When cybercrime has been committed in the cloud investigator of the country where the commission has taken place will have to contact the service provider of the same country for providing information stored in an alternate country. Legal possibilities in such cases are still unclear. In the Belgium Yahoo case the concept of electronic service provider for facilitation of the above purpose was widely interpreted. This is where the criminal code for cloud can be developed. Extra territorial application of Jurisdiction with multiple countries participating and cloud computing becomes a necessity. Explicit criminal acts of perpetrators would come to surface and they will be convicted for such offences covering incidental or peripheral conduct. Prosecution in cloud crime would be slightly difficult as a few countries has United States have 45 different statutes one of which makes the act of accessing a protected computer, criminal offence. Few examples of this maybe Wire Tap Act, The Electronic Communication Privacy Act, or The Computer Fraud and Abuse Act. Collection of evidence, investigation, and preservation in the virtual environment have become very complicated and challenging.
Challenges of international law have to be combated for which an international regime is the need of the hour for keeping pace with technological developments and problems that occur because of the defendant being a foreign national amidst lack of trans border mechanism for search and seizure. One of the possible solutions for this is also hybrid in nature. In general cloud computing is forced to travel through a web of regulations. Organizations like the United Nations can harmonize cloud computing regulations by surrendering before enforcement mechanisms. Harms related to cloud computing need promulgation of a specific regulation. Third party agreement is necessary for allocation of cloud space and regulation by specific set of laws.

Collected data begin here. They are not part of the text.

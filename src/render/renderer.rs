use anyhow::{anyhow, Result};
use log::*;
use vulkanalia::loader::{LibloadingLoader, LIBRARY};
use vulkanalia::prelude::v1_0::*;
use vulkanalia::vk::KhrSwapchainExtension;
use winit::window::Window;

use super::config::MAX_FRAMES_IN_FLIGHT;
use super::errors::RenderError;
use super::swapchain::Swapchain;
use super::sync_objects::FrameSync;
use super::{
    command_buffers, framebuffer, instance, logical_device, physical_device, pipeline, renderpass,
    validation_layers, window_surface,
};

/// Owns every Vulkan handle in the scaffold and drives the per-frame
/// acquire/submit/present cycle.
///
/// Teardown runs in strict reverse creation order: the swapchain-dependent
/// state first, then sync objects, the command pool, the device, the
/// surface, and finally the instance.
pub struct Renderer {
    // Keeps the dynamically loaded Vulkan library alive.
    #[allow(dead_code)]
    entry: Entry,
    instance: Instance,
    device: Device,

    messenger: Option<vk::DebugUtilsMessengerEXT>,
    surface: vk::SurfaceKHR,
    physical_device: vk::PhysicalDevice,
    graphics_queue: vk::Queue,
    present_queue: vk::Queue,
    command_pool: vk::CommandPool,
    frame_sync: FrameSync,

    // rebuilt with the swapchain
    swapchain: Swapchain,
    render_pass: vk::RenderPass,
    pipeline_layout: vk::PipelineLayout,
    pipeline: vk::Pipeline,
    framebuffers: Vec<vk::Framebuffer>,
    command_buffers: Vec<vk::CommandBuffer>,

    current_frame: usize,
    resized: bool,
}

impl Renderer {
    pub unsafe fn create(window: &Window) -> Result<Self> {
        let loader = LibloadingLoader::new(LIBRARY)?;
        let entry = Entry::new(loader).map_err(|b| anyhow!("{}", b))?;

        let (instance, messenger) = instance::create_instance(window, &entry)?;
        let surface = window_surface::create_window_surface(&instance, window)?;
        let physical_device = physical_device::pick_physical_device(&instance, surface)?;
        let (device, graphics_queue, present_queue) =
            logical_device::create_logical_device(&entry, &instance, surface, physical_device)?;

        let swapchain = Swapchain::new(window, &instance, &device, surface, physical_device)?;
        let render_pass = renderpass::create_render_pass(&device, swapchain.get_format())?;
        let (pipeline_layout, pipeline) =
            pipeline::create_pipeline(&device, swapchain.get_extent(), render_pass)?;
        let framebuffers = framebuffer::create_framebuffers(
            &device,
            swapchain.get_image_views(),
            render_pass,
            swapchain.get_extent(),
        )?;

        let command_pool =
            command_buffers::create_command_pool(&instance, &device, surface, physical_device)?;
        let command_buffers = command_buffers::allocate_command_buffers(
            &device,
            command_pool,
            swapchain.get_length() as u32,
        )?;
        command_buffers::record_command_buffers(
            &device,
            &command_buffers,
            swapchain.get_extent(),
            render_pass,
            pipeline,
            &framebuffers,
        )?;

        let frame_sync = FrameSync::new(&device, swapchain.get_length())?;

        Ok(Self {
            entry,
            instance,
            device,
            messenger,
            surface,
            physical_device,
            graphics_queue,
            present_queue,
            command_pool,
            frame_sync,
            swapchain,
            render_pass,
            pipeline_layout,
            pipeline,
            framebuffers,
            command_buffers,
            current_frame: 0,
            resized: false,
        })
    }

    /// Renders and presents one frame. A frame whose surface turned out to
    /// be out of date is skipped entirely; the swapchain is rebuilt and the
    /// next loop iteration retries.
    pub unsafe fn render(&mut self, window: &Window) -> Result<()> {
        self.frame_sync
            .wait_for_in_flight_fence(&self.device, self.current_frame)?;

        let result = self.device.acquire_next_image_khr(
            self.swapchain.get_chain(),
            u64::MAX,
            self.frame_sync.image_available_semaphore(self.current_frame),
            vk::Fence::null(),
        );

        let (image_index, suboptimal_acquire) = match result {
            Ok((image_index, success)) => (
                image_index as usize,
                success == vk::SuccessCode::SUBOPTIMAL_KHR,
            ),
            Err(vk::ErrorCode::OUT_OF_DATE_KHR) => return self.recreate_swapchain(window),
            Err(e) => return Err(anyhow!(RenderError::SurfaceAcquire(e))),
        };

        self.frame_sync
            .wait_for_image_in_flight(&self.device, image_index)?;
        self.frame_sync
            .assign_image_in_flight(self.current_frame, image_index);

        let wait_semaphores = &[self.frame_sync.image_available_semaphore(self.current_frame)];
        let wait_stages = &[vk::PipelineStageFlags::COLOR_ATTACHMENT_OUTPUT];
        let command_buffers = &[self.command_buffers[image_index]];
        let signal_semaphores = &[self.frame_sync.render_finished_semaphore(self.current_frame)];
        let submit_info = vk::SubmitInfo::builder()
            .wait_semaphores(wait_semaphores)
            .wait_dst_stage_mask(wait_stages)
            .command_buffers(command_buffers)
            .signal_semaphores(signal_semaphores);

        let in_flight_fence = self.frame_sync.in_flight_fence(self.current_frame);
        self.device.reset_fences(&[in_flight_fence])?;
        self.device
            .queue_submit(self.graphics_queue, &[submit_info], in_flight_fence)?;

        let swapchains = &[self.swapchain.get_chain()];
        let image_indices = &[image_index as u32];
        let present_info = vk::PresentInfoKHR::builder()
            .wait_semaphores(signal_semaphores)
            .swapchains(swapchains)
            .image_indices(image_indices);

        let result = self
            .device
            .queue_present_khr(self.present_queue, &present_info);
        let surface_changed = result == Ok(vk::SuccessCode::SUBOPTIMAL_KHR)
            || result == Err(vk::ErrorCode::OUT_OF_DATE_KHR);

        self.current_frame = (self.current_frame + 1) % MAX_FRAMES_IN_FLIGHT;

        if self.resized || surface_changed || suboptimal_acquire {
            self.resized = false;
            self.recreate_swapchain(window)?;
        } else if let Err(e) = result {
            return Err(anyhow!(RenderError::SurfacePresent(e)));
        }

        Ok(())
    }

    pub fn trigger_resize(&mut self) {
        self.resized = true;
    }

    pub unsafe fn device_wait_idle(&self) -> Result<()> {
        self.device.device_wait_idle()?;
        Ok(())
    }

    pub unsafe fn recreate_swapchain(&mut self, window: &Window) -> Result<()> {
        let size = window.inner_size();
        if size.width == 0 || size.height == 0 {
            // Nothing to rebuild against. The event loop stops rendering
            // while minimized; keep the flag so the rebuild happens once
            // the window regains a nonzero extent.
            self.resized = true;
            return Ok(());
        }

        debug!("Recreating swapchain at {}x{}.", size.width, size.height);

        self.device.device_wait_idle()?;
        self.destroy_swapchain();

        self.swapchain = Swapchain::new(
            window,
            &self.instance,
            &self.device,
            self.surface,
            self.physical_device,
        )?;
        self.render_pass = renderpass::create_render_pass(&self.device, self.swapchain.get_format())?;
        (self.pipeline_layout, self.pipeline) = pipeline::create_pipeline(
            &self.device,
            self.swapchain.get_extent(),
            self.render_pass,
        )?;
        self.framebuffers = framebuffer::create_framebuffers(
            &self.device,
            self.swapchain.get_image_views(),
            self.render_pass,
            self.swapchain.get_extent(),
        )?;
        self.command_buffers = command_buffers::allocate_command_buffers(
            &self.device,
            self.command_pool,
            self.swapchain.get_length() as u32,
        )?;
        command_buffers::record_command_buffers(
            &self.device,
            &self.command_buffers,
            self.swapchain.get_extent(),
            self.render_pass,
            self.pipeline,
            &self.framebuffers,
        )?;

        self.frame_sync
            .reset_images_in_flight(self.swapchain.get_length());

        Ok(())
    }

    /// Tears down everything rebuilt alongside the swapchain, newest first.
    unsafe fn destroy_swapchain(&mut self) {
        command_buffers::free_command_buffers(
            &self.device,
            self.command_pool,
            &self.command_buffers,
        );
        framebuffer::destroy_framebuffers(&self.device, &self.framebuffers);
        pipeline::destroy_pipeline(&self.device, self.pipeline, self.pipeline_layout);
        renderpass::destroy_render_pass(&self.device, self.render_pass);
        self.swapchain.destroy(&self.device);
    }

    /// ## Note:
    /// The device must be idle before this runs.
    pub unsafe fn destroy(&mut self) {
        self.destroy_swapchain();

        self.frame_sync.destroy(&self.device);
        command_buffers::destroy_command_pool(&self.device, self.command_pool);

        logical_device::destroy_logical_device(&self.device);
        window_surface::destroy_window_surface(&self.instance, self.surface);

        if let Some(messenger) = self.messenger.take() {
            validation_layers::destroy_debug_messenger(&self.instance, messenger);
        }
        instance::destroy_instance(&self.instance);
    }
}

Criminal activities in cloud can be intercepted using intelligence agencies. In case of an international law regime extra territorial jurisdiction would become a reality so that foreign national can be tried by a nation in which the cause of action has arisen. In a global regime, harmonization of state laws creates a greater leverage for avoiding conflict of laws in addition to which uniform International Cloud Policy would make supervision easier. Public private partnership and cooperation among different states in cloud space allocation would resolve the dispute amicably. The world has shrunk into a saturated dot com. Cloud Computing has opened avenues for a paradigm shift in information technology with formidable challenges. The worst casualty is data. With numerous ID stealers, intruders and international pilferers software engineering innovations can address the cluster of harm pertaining to data protection to which the world is being exposed to. India ought to join the Global partnership for overcoming such data protection hurdles.